I started off with a 1oz load in a AA hull and it didn't pattern well. I found another recipe in my heavy shot reloading book for a 1 1/8 oz load in a AA hull and it pattered 100% at 40 yards!!!


I loaded 6 of these and kept them with me all season. In January, I had the opportunity to bag some geese. The first one I shot was at 60 yards (with his feet down trying to land) and I killed him stone dead! His mate I shot at 57 yards trying to get away, and he too fell stone dead. The necropsy on these two birds found numerous pass thru wound channels in the wings, breasts, and necks of these two birds.
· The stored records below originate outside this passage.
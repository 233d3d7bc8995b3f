//! Error types.
//!
//! This module defines the error types and handling mechanisms for the
//! `plotfollow` crate. It consolidates the failure modes of plot evaluation,
//! venue interaction, persistence and webhook publishing into a single
//! [`FollowError`] enumeration, together with a convenient [`Result`] alias.
//!
//! Two error kinds deserve a note because the reconciler treats them as
//! ordinary, non-breaking outcomes rather than faults:
//!
//! - [`crate::follow::plot::PlotError::OutOfRange`]: the plot simply has no
//!   value at the evaluated instant; the affected order is skipped this tick.
//! - [`FollowError::PriceOutOfRange`]: the venue rejected the evaluated price
//!   as outside its allowed band; the affected order is deferred to a later
//!   tick.
//!
//! Everything else is breaking for the tick in progress.
//!
use std::env::VarError;

use crate::follow::plot::PlotError;

/// A `Result` alias where the `Err` case is `plotfollow::follow::FollowError`.
pub type Result<T> = std::result::Result<T, FollowError>;

/// An enumeration of all possible errors that may occur while creating,
/// ticking, or stopping a follow.
///
/// Variants originating from external crates (`reqwest`, `serde_json`,
/// `std::io`) are wrapped transparently so callers can still match on the
/// semantic kind. Cleanup paths that must not swallow failures collect them
/// into [`FollowError::Multiple`], preserving every joined error.
///
#[derive(Debug, thiserror::Error)]
pub enum FollowError {
    /// Plot evaluation failure (out-of-range, price protection, or an invalid
    /// construction).
    #[error(transparent)]
    Plot(#[from] PlotError),

    /// A malformed ingress document: plot spec, interval string or pair symbol.
    #[error("parse error: {0}")]
    Parse(String),

    /// The venue rejected the evaluated price as outside its allowed band.
    /// Retriable: the affected order is deferred to a later tick.
    #[error("price out of range")]
    PriceOutOfRange,

    /// The venue does not list the requested symbol, even after a forced
    /// exchange-info refresh.
    #[error("unknown symbol: {0}")]
    UnknownSymbol(String),

    /// A venue API rejection that is neither a no-op nor retriable.
    #[error("venue error {code}: {message}")]
    Venue { code: i64, message: String },

    /// A venue arithmetic filter (lot size, min notional) rejected the order
    /// values before submission.
    #[error("filter error: {0}")]
    Filter(String),

    /// HTTP transport failure (connect, timeout, TLS, decode).
    #[error("HTTP error: {0}")]
    Reqwest(#[from] reqwest::Error),

    #[error("JSON error: {0}")]
    Json(#[from] serde_json::Error),

    #[error("IO error: {0}")]
    Io(#[from] std::io::Error),

    /// Failure reported by the repository port.
    #[error("storage error: {0}")]
    Storage(String),

    #[error("follow not found: {0}")]
    FollowNotFound(String),

    /// The request's exchange identity hash does not match the hash the
    /// follow was created under.
    #[error("exchange identity mismatch for follow {0}")]
    IdentityMismatch(String),

    #[error("unknown exchange: {0}")]
    UnknownExchange(String),

    #[error("environment variable error: {0}")]
    EnvVar(#[from] VarError),

    /// Several errors joined from a cleanup pass; all are preserved.
    #[error("{}", join_messages(.0))]
    Multiple(Vec<FollowError>),

    /// Internal `plotfollow` errors.
    #[error("internal `plotfollow` error: {0}")]
    Internal(String),
}

impl From<&str> for FollowError {
    fn from(value: &str) -> Self {
        FollowError::Internal(value.to_string())
    }
}

impl FollowError {
    /// Whether this error breaks the tick in progress.
    ///
    /// A plot with no value at the tick instant and a venue price-band
    /// rejection are ordinary outcomes: the affected order is skipped or
    /// deferred and the tick carries on.
    pub fn breaking(&self) -> bool {
        !matches!(
            self,
            FollowError::PriceOutOfRange | FollowError::Plot(PlotError::OutOfRange)
        )
    }

    /// Joins a collection of errors into a single error.
    ///
    /// Returns `None` when the collection is empty, the sole error when it
    /// holds exactly one, and [`FollowError::Multiple`] otherwise.
    pub fn join(errs: Vec<FollowError>) -> Option<FollowError> {
        let mut errs = errs;
        match errs.len() {
            0 => None,
            1 => errs.pop(),
            _ => Some(FollowError::Multiple(errs)),
        }
    }
}

fn join_messages(errs: &[FollowError]) -> String {
    errs.iter()
        .map(|e| e.to_string())
        .collect::<Vec<_>>()
        .join("; ")
}

#[cfg(test)]
mod test {
    use super::*;

    #[test]
    fn test_join_empty_and_single() {
        assert!(FollowError::join(vec![]).is_none());

        let joined = FollowError::join(vec![FollowError::PriceOutOfRange]).unwrap();
        assert!(matches!(joined, FollowError::PriceOutOfRange));
    }

    #[test]
    fn test_join_preserves_all_messages() {
        let joined = FollowError::join(vec![
            FollowError::Storage("write failed".to_string()),
            FollowError::UnknownSymbol("BTCUSDT".to_string()),
        ])
        .unwrap();

        let msg = joined.to_string();
        assert!(msg.contains("write failed"));
        assert!(msg.contains("unknown symbol: BTCUSDT"));
    }

    #[test]
    fn test_breaking_classification() {
        assert!(!FollowError::PriceOutOfRange.breaking());
        assert!(!FollowError::Plot(PlotError::OutOfRange).breaking());
        assert!(FollowError::Plot(PlotError::Protection(0.0)).breaking());
        assert!(FollowError::Storage("oops".to_string()).breaking());
        assert!(FollowError::Venue {
            code: -1102,
            message: "mandatory parameter was not sent".to_string()
        }
        .breaking());
    }
}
Near the end of January, I had an opportunity to hammer a single goose that broke away from a small flock and committed. I was hunting with my girlfriend and called the shot when the bird was at 45 yards and started to veer off. She shot and missed and I killed it around 55 yards. When she went to retrieve my bird, it was banded. The necropsy on that bird showed over two dozen hits through the back that penetrated completely out the breasts, neck, legs and wings

My twin brother has killed two Canada geese with this stuff at 52 and 58 yards respectively. He told me both times the he's shot, the bird "fell from the sky as if you dropped a dishrag full of sand".
It cost $0.11 for powder, $0.04 for primer, $3.21 for shot, $0.06 for fiber filler, $0.10 for Sam Wad= $3.52 per shell (minus cost of the hull). I know it's expensive, and I'm certain my other steel reloads of T's and BB's and regular hevi shot (12g/cc) and HW13 loads will kill at more than a dollar less per shell. But I just thought other reloaders might like to see what the super dense tungsten could do. It impressed me. And i'll keep a few loaded up just because.
Hope yall enjoyed my tests, results, and field report!